Salem's Lot - Stephen King [101]
The town has its secrets, and keeps them well. The people don’t know them all-they know old Albie Crane’s wife ran off with a traveling man from New York City or they think they know it. But Albie cracked her skull open after the traveling man had left her cold and then he tied a block on her feet and tumbled her down the old well and twenty years later Albie died peacefully in his bed of a heart attack, just as his son Joe will die later in this story, and perhaps someday a kid will stumble on the old well where it is hidden by choked blackberry creepers and pull back the whitened, weather-smoothed boards and see that crumbling skeleton staring blankly up from the bottom of that rock-lined pit, the sweet traveling man’s necklace still dangling, green and mossy, over her rib cage.
They know that Hubie Marsten killed his wife, but they don’t know what he made her do first, or how it was with them in that sun-sticky kitchen in the moments before he blew her head in, with the smell of honeysuckle hanging in the hot air like the gagging sweetness of an uncovered charnel pit.
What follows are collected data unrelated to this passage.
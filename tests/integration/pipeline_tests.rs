//! End-to-end tests of the per-file pipeline with a mock stitcher.

use std::sync::Arc;

use mrc_pyramid::convert::{convert_file, MemorySink, Stage};
use mrc_pyramid::error::{ConvertError, ErrorKind};
use mrc_pyramid::{level_dimensions, OmeMetadata, PixelCalibration};
use tempfile::TempDir;

use super::test_utils::{
    create_montage, file_names, large_options, read_layout, serialem_descriptor, test_options,
    MockStitcher,
};

// =============================================================================
// Small images
// =============================================================================

#[tokio::test]
async fn test_small_image_writes_only_ome_tiff() {
    let dir = TempDir::new().unwrap();
    let montage = create_montage(dir.path(), "grid.mrc", Some(&serialem_descriptor("1.5")));
    let stitcher = MockStitcher::new(70, 50);
    let sink = Arc::new(MemorySink::new());

    let report = convert_file(&montage, &stitcher, &test_options(), sink.clone())
        .await
        .unwrap();

    assert_eq!(report.pixel_spacing_angstrom, 1.5);
    assert_eq!((report.width, report.height), (70, 50));
    assert_eq!(report.pixel_type, "uint16");
    assert!(!report.large);
    assert!(report.reduction.is_none());
    assert!(report.reduced_ome_tiff.is_none());
    assert!(report.bdv.is_none());
    assert_eq!(report.outputs(), vec![dir.path().join("grid.ome.tif")]);

    // Intermediates are gone, inputs and the output remain
    assert_eq!(
        file_names(dir.path()),
        vec!["grid.mrc", "grid.mrc.mdoc", "grid.ome.tif"]
    );
    assert_eq!(report.removed.len(), 3);
}

#[tokio::test]
async fn test_ome_tiff_calibration_and_levels() {
    let dir = TempDir::new().unwrap();
    let montage = create_montage(dir.path(), "grid.mrc", Some(&serialem_descriptor("1.5")));
    let stitcher = MockStitcher::new(70, 50);

    convert_file(&montage, &stitcher, &test_options(), Arc::new(MemorySink::new()))
        .await
        .unwrap();

    let (_, layout) = read_layout(&dir.path().join("grid.ome.tif")).await;
    let expected: Vec<(u32, u32)> = level_dimensions(70, 50, 8)
        .into_iter()
        .map(|(w, h)| (w as u32, h as u32))
        .collect();
    assert_eq!(layout.dimensions(), expected);

    let metadata = OmeMetadata::parse(layout.description.as_deref().unwrap()).unwrap();
    let micrometers = PixelCalibration::from_angstrom(1.5).micrometers();
    assert_eq!(metadata.physical_size_x, Some(micrometers));
    assert_eq!(metadata.physical_size_y, Some(micrometers));
    assert_eq!(metadata.image_name.as_deref(), Some("grid.mrc"));
    assert_eq!((metadata.size_x, metadata.size_y), (Some(70), Some(50)));
}

#[tokio::test]
async fn test_stage_order() {
    let dir = TempDir::new().unwrap();
    let montage = create_montage(dir.path(), "grid.mrc", Some("PixelSpacing = 3.0\n"));
    let stitcher = MockStitcher::new(40, 40);
    let sink = Arc::new(MemorySink::new());

    convert_file(&montage, &stitcher, &test_options(), sink.clone())
        .await
        .unwrap();

    assert_eq!(
        sink.stages_for(&montage),
        vec![
            Stage::Calibration,
            Stage::ExtractLayout,
            Stage::Stitch,
            Stage::Classify,
            Stage::OmeTiff,
            Stage::Cleanup,
        ]
    );
    assert_eq!(
        stitcher.calls().await,
        vec!["extract:grid.mrc", "stitch:grid.mrc", "cleanup:grid.mrc"]
    );
}

#[tokio::test]
async fn test_keep_intermediates() {
    let dir = TempDir::new().unwrap();
    let montage = create_montage(dir.path(), "grid.mrc", Some("PixelSpacing = 3.0\n"));
    let stitcher = MockStitcher::new(40, 40);
    let options = mrc_pyramid::ConvertOptions {
        keep_intermediates: true,
        ..test_options()
    };

    let report = convert_file(&montage, &stitcher, &options, Arc::new(MemorySink::new()))
        .await
        .unwrap();

    assert!(report.removed.is_empty());
    let names = file_names(dir.path());
    assert!(names.contains(&"grid_blended.mrc".to_string()));
    assert!(names.contains(&"montage_plf".to_string()));
    assert!(names.contains(&"MONTAGE_EDGES.ecd".to_string()));
    assert!(!stitcher.calls().await.iter().any(|c| c.starts_with("cleanup")));
}

// =============================================================================
// Large images
// =============================================================================

#[tokio::test]
async fn test_large_image_without_h5_writes_reduced_sibling() {
    let dir = TempDir::new().unwrap();
    let montage = create_montage(dir.path(), "grid.mrc", Some("PixelSpacing = 2.0\n"));
    let stitcher = MockStitcher::new(101, 61);
    let sink = Arc::new(MemorySink::new());

    let report = convert_file(&montage, &stitcher, &large_options(101, 61, false), sink.clone())
        .await
        .unwrap();

    assert!(report.large);
    let decision = report.reduction.unwrap();
    assert_eq!(decision.factor, 2);
    assert_eq!((decision.width, decision.height), (51, 31));

    let reduced = report.reduced_ome_tiff.as_ref().unwrap();
    assert_eq!(reduced.path, dir.path().join("grid_reduced.ome.tif"));
    assert_eq!(reduced.dimensions[0], (51, 31));
    assert_eq!(
        reduced.pixel_size_um,
        PixelCalibration::from_angstrom(2.0).scaled(2).micrometers()
    );
    assert_eq!(report.ome_tiff.dimensions[0], (101, 61));

    assert!(dir.path().join("grid.ome.tif").exists());
    assert!(dir.path().join("grid_reduced.ome.tif").exists());
    assert!(!dir.path().join("grid.h5").exists());
    assert!(!dir.path().join("grid.xml").exists());
    assert!(sink.stages_for(&montage).contains(&Stage::ReducedOmeTiff));
}

#[tokio::test]
async fn test_reduced_ome_tiff_calibration_is_scaled() {
    let dir = TempDir::new().unwrap();
    let montage = create_montage(dir.path(), "grid.mrc", Some("PixelSpacing = 2.0\n"));
    let stitcher = MockStitcher::new(101, 61);

    convert_file(
        &montage,
        &stitcher,
        &large_options(101, 61, false),
        Arc::new(MemorySink::new()),
    )
    .await
    .unwrap();

    let (_, layout) = read_layout(&dir.path().join("grid_reduced.ome.tif")).await;
    let metadata = OmeMetadata::parse(layout.description.as_deref().unwrap()).unwrap();
    assert_eq!(metadata.physical_size_x, Some(0.0004));
    assert_eq!(metadata.size_x, Some(51));
    assert_eq!(metadata.size_y, Some(31));
}

// =============================================================================
// Failures
// =============================================================================

#[tokio::test]
async fn test_missing_descriptor() {
    let dir = TempDir::new().unwrap();
    let montage = create_montage(dir.path(), "grid.mrc", None);
    let stitcher = MockStitcher::new(40, 40);

    let err = convert_file(&montage, &stitcher, &test_options(), Arc::new(MemorySink::new()))
        .await
        .unwrap_err();

    assert_eq!(err.kind(), ErrorKind::MissingInput);
    assert!(stitcher.calls().await.is_empty());
}

#[tokio::test]
async fn test_descriptor_without_pixel_spacing() {
    let dir = TempDir::new().unwrap();
    let montage = create_montage(
        dir.path(),
        "grid.mrc",
        Some("ImageFile = grid.mrc\nMagnification = 2250\n"),
    );
    let stitcher = MockStitcher::new(40, 40);

    let err = convert_file(&montage, &stitcher, &test_options(), Arc::new(MemorySink::new()))
        .await
        .unwrap_err();

    assert_eq!(err.kind(), ErrorKind::UnparsableCalibration);
    assert!(err.to_string().contains("PixelSpacing"));
    assert!(!dir.path().join("grid.ome.tif").exists());
}

#[tokio::test]
async fn test_missing_montage() {
    let dir = TempDir::new().unwrap();
    let stitcher = MockStitcher::new(40, 40);
    let err = convert_file(
        &dir.path().join("absent.mrc"),
        &stitcher,
        &test_options(),
        Arc::new(MemorySink::new()),
    )
    .await
    .unwrap_err();
    assert!(matches!(err, ConvertError::MissingInput(_)));
}

#[tokio::test]
async fn test_stitch_failure_cleans_up() {
    let dir = TempDir::new().unwrap();
    let montage = create_montage(dir.path(), "grid.mrc", Some("PixelSpacing = 3.0\n"));
    let stitcher = MockStitcher::new(40, 40).failing_on("grid.mrc");

    let err = convert_file(&montage, &stitcher, &test_options(), Arc::new(MemorySink::new()))
        .await
        .unwrap_err();

    assert_eq!(err.kind(), ErrorKind::ExternalTool);
    assert!(err.to_string().contains("piece list does not match"));
    assert_eq!(file_names(dir.path()), vec!["grid.mrc", "grid.mrc.mdoc"]);
    assert_eq!(
        stitcher.calls().await,
        vec!["extract:grid.mrc", "stitch:grid.mrc", "cleanup:grid.mrc"]
    );
}

#[tokio::test]
async fn test_stacked_blend_is_dimensionality_error() {
    let dir = TempDir::new().unwrap();
    let montage = create_montage(dir.path(), "grid.mrc", Some("PixelSpacing = 3.0\n"));
    let stitcher = MockStitcher::new(20, 10).with_sections(3);

    let err = convert_file(&montage, &stitcher, &test_options(), Arc::new(MemorySink::new()))
        .await
        .unwrap_err();

    assert!(matches!(
        err,
        ConvertError::Dimensionality {
            nx: 20,
            ny: 10,
            nz: 3,
            ..
        }
    ));
    assert!(!dir.path().join("grid.ome.tif").exists());
    // Cleanup still ran
    assert!(!dir.path().join("grid_blended.mrc").exists());
}

// =============================================================================
// Idempotence
// =============================================================================

#[tokio::test]
async fn test_rerun_is_idempotent() {
    let dir = TempDir::new().unwrap();
    let montage = create_montage(dir.path(), "grid.mrc", Some("PixelSpacing = 2.5\n"));
    let stitcher = MockStitcher::new(90, 45);

    let first = convert_file(&montage, &stitcher, &test_options(), Arc::new(MemorySink::new()))
        .await
        .unwrap();
    let first_bytes = std::fs::read(dir.path().join("grid.ome.tif")).unwrap();

    let second = convert_file(&montage, &stitcher, &test_options(), Arc::new(MemorySink::new()))
        .await
        .unwrap();
    let second_bytes = std::fs::read(dir.path().join("grid.ome.tif")).unwrap();

    assert_eq!(first.ome_tiff.dimensions, second.ome_tiff.dimensions);
    assert_eq!(first.ome_tiff.pixel_size_um, second.ome_tiff.pixel_size_um);
    assert_eq!(first_bytes, second_bytes);
}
They don’t know that she begged him to do it.
Some of the older women in town-Mabel Werts, Glynis Mayberry, Audrey Hersey- remember that Larry McLeod found some charred papers in the upstairs fireplace, but none of them know that the papers were the accumulation of twelve years’ correspondence between Hubert Marsten and an amusingly antique Austrian nobleman named Breichen, or that the correspondence of these two had commenced through the offices of a rather peculiar Boston book merchant who died an extremely nasty death in 1933, or that Hubie had burned each and every letter before hanging himself, feeding them to the fire one at a time, watching the flames blacken and char the thick, cream-colored paper and obliterate the elegant, spider-thin calligraphy. They don’t know he was smiling as he did it, the way Larry Crockett now smiles over the fabulous land-title papers that reside in the safe-deposit box of his Portland bank.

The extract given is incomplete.